───── Data supplied ─────

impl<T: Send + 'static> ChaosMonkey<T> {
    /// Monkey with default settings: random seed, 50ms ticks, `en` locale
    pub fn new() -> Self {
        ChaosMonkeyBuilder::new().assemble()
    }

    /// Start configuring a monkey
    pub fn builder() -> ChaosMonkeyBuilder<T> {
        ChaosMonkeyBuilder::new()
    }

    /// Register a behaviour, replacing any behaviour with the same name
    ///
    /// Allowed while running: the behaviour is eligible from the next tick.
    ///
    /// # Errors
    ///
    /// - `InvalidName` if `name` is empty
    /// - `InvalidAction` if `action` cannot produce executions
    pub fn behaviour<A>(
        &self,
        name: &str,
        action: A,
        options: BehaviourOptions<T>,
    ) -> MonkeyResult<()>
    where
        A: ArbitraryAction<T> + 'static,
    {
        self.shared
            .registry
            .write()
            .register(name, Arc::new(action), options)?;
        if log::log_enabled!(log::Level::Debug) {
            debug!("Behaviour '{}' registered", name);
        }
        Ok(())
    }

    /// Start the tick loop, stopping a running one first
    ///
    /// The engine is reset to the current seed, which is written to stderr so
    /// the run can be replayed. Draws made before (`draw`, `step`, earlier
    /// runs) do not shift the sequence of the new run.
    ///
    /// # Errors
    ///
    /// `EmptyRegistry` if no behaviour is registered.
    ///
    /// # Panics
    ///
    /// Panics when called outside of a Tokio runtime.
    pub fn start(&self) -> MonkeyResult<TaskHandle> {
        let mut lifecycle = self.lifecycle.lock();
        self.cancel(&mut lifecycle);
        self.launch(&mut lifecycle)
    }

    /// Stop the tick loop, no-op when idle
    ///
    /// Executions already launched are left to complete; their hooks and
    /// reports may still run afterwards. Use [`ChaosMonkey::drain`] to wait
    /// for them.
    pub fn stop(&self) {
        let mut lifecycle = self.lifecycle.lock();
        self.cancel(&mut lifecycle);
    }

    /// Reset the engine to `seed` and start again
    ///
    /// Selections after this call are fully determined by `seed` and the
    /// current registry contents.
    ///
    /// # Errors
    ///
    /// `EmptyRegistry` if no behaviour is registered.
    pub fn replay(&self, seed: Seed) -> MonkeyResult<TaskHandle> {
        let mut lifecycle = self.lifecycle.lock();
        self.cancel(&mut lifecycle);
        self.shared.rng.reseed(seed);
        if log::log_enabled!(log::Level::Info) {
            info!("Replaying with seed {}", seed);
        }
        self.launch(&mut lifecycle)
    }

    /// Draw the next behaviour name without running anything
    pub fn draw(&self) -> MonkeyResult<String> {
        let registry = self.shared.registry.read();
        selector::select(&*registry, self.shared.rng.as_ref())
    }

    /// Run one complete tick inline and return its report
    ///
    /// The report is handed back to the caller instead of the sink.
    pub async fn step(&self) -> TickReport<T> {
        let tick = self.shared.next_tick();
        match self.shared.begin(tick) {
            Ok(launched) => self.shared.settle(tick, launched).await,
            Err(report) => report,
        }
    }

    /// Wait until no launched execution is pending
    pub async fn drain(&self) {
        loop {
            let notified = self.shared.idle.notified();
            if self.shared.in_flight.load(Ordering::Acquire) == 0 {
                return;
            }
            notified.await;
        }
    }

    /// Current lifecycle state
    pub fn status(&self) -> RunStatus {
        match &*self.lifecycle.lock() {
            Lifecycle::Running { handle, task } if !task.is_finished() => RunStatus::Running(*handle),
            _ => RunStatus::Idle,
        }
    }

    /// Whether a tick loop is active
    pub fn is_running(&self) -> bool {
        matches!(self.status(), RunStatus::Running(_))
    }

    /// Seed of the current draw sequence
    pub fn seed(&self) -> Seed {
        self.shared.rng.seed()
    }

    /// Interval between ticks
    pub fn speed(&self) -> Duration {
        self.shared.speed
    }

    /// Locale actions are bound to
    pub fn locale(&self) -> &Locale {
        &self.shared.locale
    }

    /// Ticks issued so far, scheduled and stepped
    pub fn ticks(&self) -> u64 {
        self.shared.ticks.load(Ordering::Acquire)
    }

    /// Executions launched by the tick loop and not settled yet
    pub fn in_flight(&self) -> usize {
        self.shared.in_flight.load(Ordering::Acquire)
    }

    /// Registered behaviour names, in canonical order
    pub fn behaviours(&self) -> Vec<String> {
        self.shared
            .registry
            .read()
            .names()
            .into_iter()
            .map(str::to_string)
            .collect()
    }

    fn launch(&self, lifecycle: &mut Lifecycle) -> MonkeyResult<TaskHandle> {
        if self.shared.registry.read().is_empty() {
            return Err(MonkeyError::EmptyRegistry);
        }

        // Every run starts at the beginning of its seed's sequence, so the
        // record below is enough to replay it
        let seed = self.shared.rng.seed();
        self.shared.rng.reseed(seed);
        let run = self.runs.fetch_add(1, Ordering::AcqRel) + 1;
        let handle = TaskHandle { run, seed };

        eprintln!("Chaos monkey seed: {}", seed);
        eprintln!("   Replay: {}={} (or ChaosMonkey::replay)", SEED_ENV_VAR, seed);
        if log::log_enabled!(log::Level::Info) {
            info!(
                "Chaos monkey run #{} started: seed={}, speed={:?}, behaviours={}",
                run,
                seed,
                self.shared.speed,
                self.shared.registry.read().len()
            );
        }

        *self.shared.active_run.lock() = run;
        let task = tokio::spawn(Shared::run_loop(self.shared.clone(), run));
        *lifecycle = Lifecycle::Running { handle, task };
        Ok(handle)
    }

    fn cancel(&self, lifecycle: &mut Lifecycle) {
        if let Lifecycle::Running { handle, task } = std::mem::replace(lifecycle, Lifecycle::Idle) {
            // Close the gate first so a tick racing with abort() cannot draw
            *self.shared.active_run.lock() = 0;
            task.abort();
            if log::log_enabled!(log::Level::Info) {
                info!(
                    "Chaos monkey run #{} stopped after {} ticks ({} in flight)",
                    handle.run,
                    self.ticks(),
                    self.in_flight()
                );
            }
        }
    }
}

─────

## Task
From the entries above, write out only the lines starting at the line that holds "fn launch(&self, lifecycle: &mut" and ending at the line that holds "task = tokio::spawn(Shared::run_loop(self.shared.clone(), run));", keeping both and matching them exactly.

## Output of the exercise
    fn launch(&self, lifecycle: &mut Lifecycle) -> MonkeyResult<TaskHandle> {
        if self.shared.registry.read().is_empty() {
            return Err(MonkeyError::EmptyRegistry);
        }

        // Every run starts at the beginning of its seed's sequence, so the
        // record below is enough to replay it
        let seed = self.shared.rng.seed();
        self.shared.rng.reseed(seed);
        let run = self.runs.fetch_add(1, Ordering::AcqRel) + 1;
        let handle = TaskHandle { run, seed };

        eprintln!("Chaos monkey seed: {}", seed);
        eprintln!("   Replay: {}={} (or ChaosMonkey::replay)", SEED_ENV_VAR, seed);
        if log::log_enabled!(log::Level::Info) {
            info!(
                "Chaos monkey run #{} started: seed={}, speed={:?}, behaviours={}",
                run,
                seed,
                self.shared.speed,
                self.shared.registry.read().len()
            );
        }

        *self.shared.active_run.lock() = run;
        let task = tokio::spawn(Shared::run_loop(self.shared.clone(), run));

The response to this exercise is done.